Task to carry out
Write out, word for word, the part of the listing below that opens with the line containing "pub fn new(role: Role, content: impl" and closes with the line containing "Top-p parameter (optional)", keeping both of those lines and adding no others.
------ Provided material
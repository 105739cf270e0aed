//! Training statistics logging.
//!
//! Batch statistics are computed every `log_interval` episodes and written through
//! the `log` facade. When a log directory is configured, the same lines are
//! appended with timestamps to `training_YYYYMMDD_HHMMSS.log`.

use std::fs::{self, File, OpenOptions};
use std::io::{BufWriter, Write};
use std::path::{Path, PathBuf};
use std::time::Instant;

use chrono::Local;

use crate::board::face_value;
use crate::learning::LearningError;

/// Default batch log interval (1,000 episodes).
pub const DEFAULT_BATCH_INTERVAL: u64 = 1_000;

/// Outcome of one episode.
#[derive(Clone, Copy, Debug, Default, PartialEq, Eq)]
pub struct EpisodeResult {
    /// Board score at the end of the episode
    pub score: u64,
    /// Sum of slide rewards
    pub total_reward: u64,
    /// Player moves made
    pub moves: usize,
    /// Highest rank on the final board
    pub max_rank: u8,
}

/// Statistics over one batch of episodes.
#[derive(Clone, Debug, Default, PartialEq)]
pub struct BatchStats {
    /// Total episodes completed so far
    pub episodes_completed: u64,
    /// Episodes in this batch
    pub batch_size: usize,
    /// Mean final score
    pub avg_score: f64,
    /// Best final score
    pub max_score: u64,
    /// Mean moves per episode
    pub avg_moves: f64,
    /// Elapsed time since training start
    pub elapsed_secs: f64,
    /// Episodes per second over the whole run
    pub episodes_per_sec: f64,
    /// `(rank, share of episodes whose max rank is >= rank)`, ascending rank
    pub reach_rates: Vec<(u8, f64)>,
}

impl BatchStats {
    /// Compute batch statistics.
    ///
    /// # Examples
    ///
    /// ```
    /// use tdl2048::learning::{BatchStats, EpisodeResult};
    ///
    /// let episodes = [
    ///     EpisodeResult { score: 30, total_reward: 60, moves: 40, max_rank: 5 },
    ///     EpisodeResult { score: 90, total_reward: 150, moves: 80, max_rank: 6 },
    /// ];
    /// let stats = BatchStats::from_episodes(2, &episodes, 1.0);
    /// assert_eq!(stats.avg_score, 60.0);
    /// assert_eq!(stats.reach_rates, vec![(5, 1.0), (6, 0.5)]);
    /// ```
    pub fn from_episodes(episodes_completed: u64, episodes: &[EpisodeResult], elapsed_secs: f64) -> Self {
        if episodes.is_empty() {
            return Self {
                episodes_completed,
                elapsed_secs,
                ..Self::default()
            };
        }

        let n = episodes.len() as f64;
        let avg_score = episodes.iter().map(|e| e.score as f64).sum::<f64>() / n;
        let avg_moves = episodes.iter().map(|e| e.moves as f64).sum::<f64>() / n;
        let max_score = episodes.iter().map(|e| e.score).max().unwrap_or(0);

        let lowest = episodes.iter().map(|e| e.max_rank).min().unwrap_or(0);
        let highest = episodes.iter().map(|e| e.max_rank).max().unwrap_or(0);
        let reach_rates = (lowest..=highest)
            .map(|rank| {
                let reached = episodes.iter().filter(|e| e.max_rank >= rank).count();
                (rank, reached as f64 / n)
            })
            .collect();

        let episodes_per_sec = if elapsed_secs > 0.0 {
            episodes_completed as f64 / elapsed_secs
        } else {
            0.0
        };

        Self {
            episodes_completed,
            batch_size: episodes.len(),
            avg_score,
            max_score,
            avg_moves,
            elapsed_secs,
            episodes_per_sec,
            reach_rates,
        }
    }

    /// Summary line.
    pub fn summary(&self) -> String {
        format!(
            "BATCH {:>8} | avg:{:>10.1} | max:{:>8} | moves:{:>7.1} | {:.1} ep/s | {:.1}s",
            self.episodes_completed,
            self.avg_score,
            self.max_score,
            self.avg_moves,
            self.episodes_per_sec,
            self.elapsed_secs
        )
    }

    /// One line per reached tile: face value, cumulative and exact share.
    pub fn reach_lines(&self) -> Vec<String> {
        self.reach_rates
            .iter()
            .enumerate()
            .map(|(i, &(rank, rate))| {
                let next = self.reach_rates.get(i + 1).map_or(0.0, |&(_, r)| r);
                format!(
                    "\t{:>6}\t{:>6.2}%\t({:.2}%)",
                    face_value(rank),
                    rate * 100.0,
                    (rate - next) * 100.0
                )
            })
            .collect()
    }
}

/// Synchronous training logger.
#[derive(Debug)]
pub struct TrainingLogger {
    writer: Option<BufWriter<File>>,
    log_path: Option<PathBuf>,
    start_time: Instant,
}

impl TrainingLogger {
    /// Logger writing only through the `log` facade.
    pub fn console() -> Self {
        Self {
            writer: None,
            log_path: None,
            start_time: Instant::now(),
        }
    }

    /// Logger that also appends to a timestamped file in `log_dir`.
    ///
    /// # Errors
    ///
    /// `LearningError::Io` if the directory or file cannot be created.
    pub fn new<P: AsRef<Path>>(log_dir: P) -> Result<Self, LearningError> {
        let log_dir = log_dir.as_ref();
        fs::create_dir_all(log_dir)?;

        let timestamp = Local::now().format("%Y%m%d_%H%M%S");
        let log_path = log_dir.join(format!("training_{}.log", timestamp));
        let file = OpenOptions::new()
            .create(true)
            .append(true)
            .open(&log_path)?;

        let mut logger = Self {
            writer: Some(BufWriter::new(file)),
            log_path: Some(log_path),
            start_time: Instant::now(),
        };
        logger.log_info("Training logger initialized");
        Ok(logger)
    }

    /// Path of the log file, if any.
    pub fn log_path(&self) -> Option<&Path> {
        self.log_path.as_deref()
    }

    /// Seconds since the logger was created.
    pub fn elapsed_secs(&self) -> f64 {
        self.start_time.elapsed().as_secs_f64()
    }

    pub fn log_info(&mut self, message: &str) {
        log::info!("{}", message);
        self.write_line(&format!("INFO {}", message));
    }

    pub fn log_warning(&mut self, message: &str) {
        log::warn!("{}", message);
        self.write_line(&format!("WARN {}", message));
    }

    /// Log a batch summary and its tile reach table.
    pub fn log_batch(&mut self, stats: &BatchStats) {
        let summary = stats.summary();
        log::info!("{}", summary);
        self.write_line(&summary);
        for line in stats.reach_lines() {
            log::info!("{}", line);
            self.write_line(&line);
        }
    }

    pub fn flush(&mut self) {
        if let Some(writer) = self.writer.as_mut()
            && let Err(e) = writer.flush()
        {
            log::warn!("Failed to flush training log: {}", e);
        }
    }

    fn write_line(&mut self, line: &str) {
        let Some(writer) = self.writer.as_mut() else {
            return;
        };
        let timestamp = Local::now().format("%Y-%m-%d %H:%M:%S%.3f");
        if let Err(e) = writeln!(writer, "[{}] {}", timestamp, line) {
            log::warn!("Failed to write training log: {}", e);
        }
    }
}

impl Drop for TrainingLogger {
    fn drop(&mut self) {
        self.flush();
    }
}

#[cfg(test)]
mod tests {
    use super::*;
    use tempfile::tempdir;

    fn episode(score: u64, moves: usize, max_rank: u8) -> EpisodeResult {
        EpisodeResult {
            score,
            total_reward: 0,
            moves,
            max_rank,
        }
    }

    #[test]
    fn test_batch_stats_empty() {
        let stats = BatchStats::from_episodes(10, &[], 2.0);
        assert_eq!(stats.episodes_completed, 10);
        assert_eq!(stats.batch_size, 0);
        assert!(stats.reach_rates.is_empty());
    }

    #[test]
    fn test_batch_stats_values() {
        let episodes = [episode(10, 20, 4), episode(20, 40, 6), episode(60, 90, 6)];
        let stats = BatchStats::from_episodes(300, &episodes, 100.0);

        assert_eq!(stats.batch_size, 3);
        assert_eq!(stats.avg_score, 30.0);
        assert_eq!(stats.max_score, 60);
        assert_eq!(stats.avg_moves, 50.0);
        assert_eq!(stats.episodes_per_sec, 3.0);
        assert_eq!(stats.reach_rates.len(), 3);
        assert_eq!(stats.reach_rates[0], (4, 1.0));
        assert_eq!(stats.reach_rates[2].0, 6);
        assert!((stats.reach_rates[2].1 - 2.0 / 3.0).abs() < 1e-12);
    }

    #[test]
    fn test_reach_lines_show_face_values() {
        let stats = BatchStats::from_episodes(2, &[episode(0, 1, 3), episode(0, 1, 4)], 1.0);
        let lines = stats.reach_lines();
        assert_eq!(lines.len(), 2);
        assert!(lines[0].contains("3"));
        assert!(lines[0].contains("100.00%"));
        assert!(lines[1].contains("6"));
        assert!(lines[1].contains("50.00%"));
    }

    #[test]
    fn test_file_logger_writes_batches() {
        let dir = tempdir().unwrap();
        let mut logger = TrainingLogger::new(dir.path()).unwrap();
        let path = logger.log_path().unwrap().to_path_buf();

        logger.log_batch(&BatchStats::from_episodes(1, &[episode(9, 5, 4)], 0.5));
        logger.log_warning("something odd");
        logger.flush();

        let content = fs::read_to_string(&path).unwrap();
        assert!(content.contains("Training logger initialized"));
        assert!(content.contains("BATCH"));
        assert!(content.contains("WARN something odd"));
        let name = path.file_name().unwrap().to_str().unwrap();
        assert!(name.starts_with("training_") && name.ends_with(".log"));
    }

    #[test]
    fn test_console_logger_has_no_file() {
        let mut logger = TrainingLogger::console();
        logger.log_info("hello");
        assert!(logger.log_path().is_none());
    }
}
------------
------ Provided material
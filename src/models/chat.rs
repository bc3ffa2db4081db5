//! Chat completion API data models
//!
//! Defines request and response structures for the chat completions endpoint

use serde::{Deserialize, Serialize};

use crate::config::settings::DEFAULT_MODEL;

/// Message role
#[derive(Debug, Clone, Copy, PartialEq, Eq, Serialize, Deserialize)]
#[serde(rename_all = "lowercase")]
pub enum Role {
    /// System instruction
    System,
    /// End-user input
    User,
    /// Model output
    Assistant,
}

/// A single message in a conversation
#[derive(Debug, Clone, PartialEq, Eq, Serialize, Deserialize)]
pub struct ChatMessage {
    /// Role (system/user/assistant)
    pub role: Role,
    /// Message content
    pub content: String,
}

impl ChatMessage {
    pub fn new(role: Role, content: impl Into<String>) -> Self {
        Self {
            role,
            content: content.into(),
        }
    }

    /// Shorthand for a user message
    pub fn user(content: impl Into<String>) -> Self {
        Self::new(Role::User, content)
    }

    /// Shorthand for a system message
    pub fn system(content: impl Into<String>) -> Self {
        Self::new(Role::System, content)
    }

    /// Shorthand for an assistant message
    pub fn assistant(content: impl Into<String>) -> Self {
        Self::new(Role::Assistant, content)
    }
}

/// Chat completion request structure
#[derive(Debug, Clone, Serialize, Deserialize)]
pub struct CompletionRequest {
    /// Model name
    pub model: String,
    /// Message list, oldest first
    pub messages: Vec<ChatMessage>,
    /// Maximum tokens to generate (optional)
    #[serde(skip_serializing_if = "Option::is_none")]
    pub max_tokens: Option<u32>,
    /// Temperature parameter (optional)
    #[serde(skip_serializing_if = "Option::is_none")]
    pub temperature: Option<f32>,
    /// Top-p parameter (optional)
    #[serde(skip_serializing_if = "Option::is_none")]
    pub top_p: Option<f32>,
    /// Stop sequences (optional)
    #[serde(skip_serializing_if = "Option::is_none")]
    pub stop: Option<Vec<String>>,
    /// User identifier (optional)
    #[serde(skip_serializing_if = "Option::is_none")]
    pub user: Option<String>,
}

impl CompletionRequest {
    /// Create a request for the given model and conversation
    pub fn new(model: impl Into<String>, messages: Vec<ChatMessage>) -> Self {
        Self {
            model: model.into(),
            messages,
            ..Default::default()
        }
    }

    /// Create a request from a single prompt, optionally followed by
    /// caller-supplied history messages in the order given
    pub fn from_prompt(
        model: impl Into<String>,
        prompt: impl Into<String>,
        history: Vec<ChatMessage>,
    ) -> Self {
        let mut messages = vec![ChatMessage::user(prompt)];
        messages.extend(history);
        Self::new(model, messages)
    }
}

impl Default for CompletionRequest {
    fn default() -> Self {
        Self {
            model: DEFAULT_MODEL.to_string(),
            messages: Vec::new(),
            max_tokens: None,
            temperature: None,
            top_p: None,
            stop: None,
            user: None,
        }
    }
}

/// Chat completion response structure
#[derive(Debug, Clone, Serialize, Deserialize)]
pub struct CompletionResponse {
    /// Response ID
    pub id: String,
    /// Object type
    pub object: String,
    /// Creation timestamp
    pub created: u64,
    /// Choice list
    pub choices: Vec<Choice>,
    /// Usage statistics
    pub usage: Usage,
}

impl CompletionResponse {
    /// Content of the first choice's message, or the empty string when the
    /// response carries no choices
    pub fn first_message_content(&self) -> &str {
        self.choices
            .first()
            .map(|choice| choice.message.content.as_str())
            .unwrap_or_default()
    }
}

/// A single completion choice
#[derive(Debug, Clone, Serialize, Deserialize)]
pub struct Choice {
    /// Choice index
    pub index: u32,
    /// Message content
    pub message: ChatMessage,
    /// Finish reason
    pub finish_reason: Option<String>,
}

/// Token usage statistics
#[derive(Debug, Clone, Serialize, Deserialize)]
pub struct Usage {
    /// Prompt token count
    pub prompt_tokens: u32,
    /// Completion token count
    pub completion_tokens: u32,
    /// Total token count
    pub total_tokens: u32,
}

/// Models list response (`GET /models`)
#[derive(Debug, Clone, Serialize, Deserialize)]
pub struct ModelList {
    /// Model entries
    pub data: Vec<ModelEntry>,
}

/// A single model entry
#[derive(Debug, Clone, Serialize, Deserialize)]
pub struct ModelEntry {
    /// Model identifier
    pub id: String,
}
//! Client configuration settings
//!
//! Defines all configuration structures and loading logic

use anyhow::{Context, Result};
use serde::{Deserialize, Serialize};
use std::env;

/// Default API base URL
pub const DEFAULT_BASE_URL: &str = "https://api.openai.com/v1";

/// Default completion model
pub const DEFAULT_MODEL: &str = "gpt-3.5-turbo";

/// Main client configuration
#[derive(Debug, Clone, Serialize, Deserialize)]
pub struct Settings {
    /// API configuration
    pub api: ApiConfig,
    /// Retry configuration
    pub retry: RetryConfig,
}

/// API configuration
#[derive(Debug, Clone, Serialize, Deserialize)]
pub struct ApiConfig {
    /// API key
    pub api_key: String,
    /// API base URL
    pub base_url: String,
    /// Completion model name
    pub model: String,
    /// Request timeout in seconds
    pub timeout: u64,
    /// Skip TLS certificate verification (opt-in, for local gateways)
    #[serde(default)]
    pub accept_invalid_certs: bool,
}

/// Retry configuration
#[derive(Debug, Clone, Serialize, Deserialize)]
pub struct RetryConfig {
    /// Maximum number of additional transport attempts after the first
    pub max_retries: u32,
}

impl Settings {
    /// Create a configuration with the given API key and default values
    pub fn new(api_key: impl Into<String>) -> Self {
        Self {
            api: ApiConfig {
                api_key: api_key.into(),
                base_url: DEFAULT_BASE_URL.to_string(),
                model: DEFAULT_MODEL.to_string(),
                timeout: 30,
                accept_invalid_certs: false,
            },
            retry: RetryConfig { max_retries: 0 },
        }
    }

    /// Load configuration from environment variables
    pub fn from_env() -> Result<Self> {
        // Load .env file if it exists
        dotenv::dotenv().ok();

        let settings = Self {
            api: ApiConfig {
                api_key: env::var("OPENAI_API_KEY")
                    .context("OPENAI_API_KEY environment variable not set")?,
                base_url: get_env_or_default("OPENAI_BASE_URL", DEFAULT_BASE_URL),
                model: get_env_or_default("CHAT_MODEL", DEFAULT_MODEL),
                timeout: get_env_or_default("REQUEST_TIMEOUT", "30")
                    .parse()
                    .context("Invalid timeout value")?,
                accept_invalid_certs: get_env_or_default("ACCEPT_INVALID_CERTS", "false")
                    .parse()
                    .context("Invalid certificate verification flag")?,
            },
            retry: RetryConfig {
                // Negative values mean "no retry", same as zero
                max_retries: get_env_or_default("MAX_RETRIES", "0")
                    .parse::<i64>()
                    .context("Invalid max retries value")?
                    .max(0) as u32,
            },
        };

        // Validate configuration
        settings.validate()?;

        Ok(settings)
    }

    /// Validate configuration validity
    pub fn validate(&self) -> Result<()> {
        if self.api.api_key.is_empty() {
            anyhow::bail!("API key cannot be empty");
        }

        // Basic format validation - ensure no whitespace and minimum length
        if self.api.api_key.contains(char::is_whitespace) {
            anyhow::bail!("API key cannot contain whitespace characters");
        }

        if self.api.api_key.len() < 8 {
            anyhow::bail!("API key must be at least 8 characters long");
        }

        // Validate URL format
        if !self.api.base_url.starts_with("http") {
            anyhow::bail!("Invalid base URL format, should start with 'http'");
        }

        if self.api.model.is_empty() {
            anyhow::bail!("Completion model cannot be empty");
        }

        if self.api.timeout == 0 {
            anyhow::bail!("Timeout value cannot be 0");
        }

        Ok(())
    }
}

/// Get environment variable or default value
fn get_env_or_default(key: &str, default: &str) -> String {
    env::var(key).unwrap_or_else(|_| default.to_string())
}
------------
Exercise output
    pub fn new(role: Role, content: impl Into<String>) -> Self {
        Self {
            role,
            content: content.into(),
        }
    }

    /// Shorthand for a user message
    pub fn user(content: impl Into<String>) -> Self {
        Self::new(Role::User, content)
    }

    /// Shorthand for a system message
    pub fn system(content: impl Into<String>) -> Self {
        Self::new(Role::System, content)
    }

    /// Shorthand for an assistant message
    pub fn assistant(content: impl Into<String>) -> Self {
        Self::new(Role::Assistant, content)
    }
}

/// Chat completion request structure
#[derive(Debug, Clone, Serialize, Deserialize)]
pub struct CompletionRequest {
    /// Model name
    pub model: String,
    /// Message list, oldest first
    pub messages: Vec<ChatMessage>,
    /// Maximum tokens to generate (optional)
    #[serde(skip_serializing_if = "Option::is_none")]
    pub max_tokens: Option<u32>,
    /// Temperature parameter (optional)
    #[serde(skip_serializing_if = "Option::is_none")]
    pub temperature: Option<f32>,
    /// Top-p parameter (optional)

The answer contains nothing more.